Its annual report says the company leases 5,000 square feet for its headquarters under a lease that expires in 2018.

 

St. Augustine firm in proxy fight with board

The former CEO of a St. Augustine publicly traded company has launched a proxy fight against the current board of directors after losing his job the previous year.

According to SEC filings over the past month, Brian Pappas was terminated as CEO of Creative Learning Corp. in October 2015 and resigned from the board of directors in January 2016.

Creative Learning offers educational and enrichment programs for children through franchisees.

Pappas remains the largest shareholder, controlling 19.5 percent of the stock, and filed consent solicitations with the SEC asking shareholders to vote to remove the four current board members of Creative Learning and replace them with three nominees of his own.

The current board filed a response opposing Pappas’ efforts and said it has lawsuits pending against the former CEO.

Creative Learning’s revenue dropped 43 percent in the fiscal year ended Sept. 30 to $3.2 million, and it had a net loss of $1.8 million for the year.

The company’s annual report said the lower revenue was due mainly to lower initial franchise sales. The company suspended franchise sales from January to September after its fiscal 2015 audited financial statements were delayed.

Creative Learning said it sold 19 operating franchises in fiscal 2016, bringing its total to 710, but that was down from 135 franchise sales in fiscal 2015.

The company has nine full-time employees, according to the annual report.

Its stock trades on the OTC market under the ticker symbol “CLCN.”

 

Patriot changing fiscal year

FRP Holdings Inc. is another company with a fiscal year that ends on Sept. 30, a tradition dating back decades for the Jacksonville-based real estate developer and its predecessors.

However, the company said in an SEC filing it is changing its fiscal year to end with the calendar on Dec. 31. No reason was given for the change.

FRP was originally created as a transportation and real estate spinoff from construction materials company Florida Rock Industries Inc. in 1986.

FRP spun off the trucking business two years ago into a separate company called Patriot Transportation Holding Inc. Patriot maintains its Sept. 30 fiscal year but the two companies share several top executives, so that could change.

Florida Rock, which had a Sept. 30 fiscal year, was bought out by Vulcan Materials Co. in 2007.

 

PHH selling more operations

Struggling mortgage banker PHH Corp. continues to shrink.

The New Jersey-based company, which has a major operations center in Jacksonville, last week agreed to sell its remaining portfolio of mortgage servicing rights to New Residential Investment Corp. for $912 million.

The deal is big enough it will require approval from PHH shareholders. The company said it will use the proceeds to pay off debt.

PHH, which employs about 450 people in Jacksonville, has been going through a review of its business to evaluate strategic options.

CEO Glen Messina said in a news release announcing the servicing rights sale that the company is on track to complete the review by the end of January.

 

Deutsche Bank settlement eases concern

After several months of concern, Deutsche Bank announced just before Christmas it reached agreement with the U.S. Department of Justice to pay $7.2 billion in penalties to settle charges of wrongdoing in the issuance of mortgage-backed securities.
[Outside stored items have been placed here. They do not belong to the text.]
use crate::{Carrier, PlayPosition, WindowConfig};

/// Callback surface a realized carrier drives on its concrete visual.
///
/// The window calls [`VisualBinding::init_visual`] exactly once per
/// realization, [`VisualBinding::update_visual`] zero or more times while the
/// carrier stays realized, and [`VisualBinding::finish_visual`] exactly once
/// when it is virtualized. Instances are recycled, so `init_visual` must reset
/// whatever state a previous carrier left behind.
pub trait VisualBinding {
    /// Called when the instance is bound to `carrier`.
    fn init_visual(&mut self, carrier: &Carrier, layer: &LayerView);

    /// Called once per tick while bound.
    fn update_visual(&mut self, carrier: &Carrier, layer: &LayerView);

    /// Called when the instance is unbound, right before it returns to its pool.
    fn finish_visual(&mut self);

    /// Requests virtualization regardless of the display and judge windows.
    fn is_visual_finished(&self) -> bool;

    /// Keeps the instance alive outside both windows (e.g. while a hit
    /// animation plays out). [`VisualBinding::is_visual_finished`] then becomes
    /// the only way for it to leave.
    fn ignore_display_window(&self) -> bool;
}

/// Produces fresh instances for one category's pool.
pub trait VisualFactory {
    fn instantiate(&mut self) -> Box<dyn VisualBinding>;

    /// Permanently disposes of an instance the pool no longer keeps.
    fn destroy(&mut self, visual: Box<dyn VisualBinding>) {
        drop(visual);
    }
}

/// Read-only snapshot of the window state passed to bindings each call.
#[derive(Debug, Clone, Copy, PartialEq)]
pub struct LayerView {
    pub position: PlayPosition,
    pub window: WindowConfig,
}

impl LayerView {
    pub fn new(position: PlayPosition, window: WindowConfig) -> Self {
        Self { position, window }
    }

    /// Delta roll of one carrier edge after the global speed scale, optionally
    /// clamped to the display window.
    pub fn delta_roll(&self, carrier: &Carrier, use_start: bool, clamp_to_window: bool) -> f64 {
        let delta = carrier.scaled_delta_roll(self.position.display_position, use_start)
            * self.window.speed_scale;
        if clamp_to_window {
            delta.clamp(self.window.display_window_down, self.window.display_window_up)
        } else {
            delta
        }
    }

    /// Maps a delta roll onto the upper display window, `1.0` being its far edge.
    pub fn delta_roll_to_ratio(&self, delta_roll: f64) -> f32 {
        if self.window.display_window_up == 0.0 {
            return 0.0;
        }
        (delta_roll / self.window.display_window_up) as f32
    }

    pub fn ratio(&self, carrier: &Carrier, use_start: bool, clamp_to_window: bool) -> f32 {
        self.delta_roll_to_ratio(self.delta_roll(carrier, use_start, clamp_to_window))
    }
}
#[test]
fn load_prebuffers_pools_beyond_tick_budget() {
    let pool = PoolConfig {
        buffered_idle_target: 3,
        max_instantiations_per_tick: 1,
    };
    let (window, _script) = load(vec![roll_carrier(0.0, 1.0)], pool);
    assert_eq!(window.pool(Category(0)).unwrap().idle_count(), 3);

    let carriers = (0..5).map(|index| roll_carrier(index as f64, 9.0)).collect();
    let debug = DebugConfig {
        prebuffer_all_at_once: true,
        ..DebugConfig::default()
    };
    let (window, _script) = load_with(carriers, pool, debug);
    assert_eq!(window.pool(Category(0)).unwrap().idle_count(), 5);
}

#[test]
fn destroy_without_recycling_disposes_released_visuals() {
    let pool = PoolConfig {
        buffered_idle_target: 0,
        max_instantiations_per_tick: 4,
    };
    let debug = DebugConfig {
        destroy_without_recycling: true,
        ..DebugConfig::default()
    };
    let (mut window, script) = load_with(vec![roll_carrier(0.0, 1.0)], pool, debug);

    window.tick(at(0.0));
    window.tick(at(5.0));
    assert_eq!(script.borrow().destroyed, 1);
    assert_eq!(window.pool(Category(0)).unwrap().idle_count(), 0);
}

#[test]
fn per_carrier_speed_scale_moves_its_boundary() {
    let (mut window, _script) = load(
        vec![roll_carrier(0.0, 1.0).with_speed_scale(2.0)],
        roomy_pool(),
    );

    window.tick(at(-1.5));
    assert!(!window.is_realized(CarrierId(0)));
    window.tick(at(-1.0));
    assert!(window.is_realized(CarrierId(0)));
}

#[test]
fn speed_scale_change_resorts_boundaries() {
    let (mut window, _script) = load(vec![roll_carrier(0.0, 1.0)], roomy_pool());

    window.tick(at(-3.0));
    window.set_speed_scale(2.0).unwrap();
    window.tick(at(-1.5));
    assert!(!window.is_realized(CarrierId(0)));
    window.tick(at(-1.0));
    assert!(window.is_realized(CarrierId(0)));

    assert!(window.set_speed_scale(0.0).is_err());
}

#[test]
fn widening_the_window_picks_up_covered_carriers() {
    let (mut window, _script) = load(vec![roll_carrier(2.0, 3.0)], roomy_pool());

    window.tick(at(-1.5));
    assert!(!window.is_realized(CarrierId(0)));

    window.set_speed_scale(0.5).unwrap();
    window.tick(at(-1.5));
    assert!(window.is_realized(CarrierId(0)));
    assert_consistent(&window);
}

#[test]
fn find_visual_mut_reaches_bound_instance() {
    let (mut window, _script) = load(vec![roll_carrier(0.0, 1.0)], roomy_pool());
    assert!(window.find_visual_mut(CarrierId(0)).is_none());

    window.tick(at(0.0));
    let view = window.view();
    let carrier = window.carrier(CarrierId(0)).cloned().unwrap();
    let visual = window.find_visual_mut(CarrierId(0)).unwrap();
    visual.update_visual(&carrier, &view);
    assert!(!visual.is_visual_finished());
}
The settlement is about half of the $14 billion fine proposed by the Justice Department in September, an amount that raised concerns about the settlement depleting the Germany-based bank’s capital.

However, Deutsche Bank said in a news release the settlement is not expected “to have a material impact” on its 2016 financial results.

The settlement consists of a $3.1 billion penalty and $4.1 billion in consumer relief over five years, in the form of loan modifications and other assistance to U.S. homeowners and borrowers.

The penalties are related to mortgage-backed securities issued between 2005 and 2007.

Deutsche Bank employs about 1,800 people in Jacksonville and has said it could grow that office by another 1,000. However, the bank instituted a global hiring freeze in October as it wrestled with several financial issues, including the negotiations over the mortgage-backed securities settlement.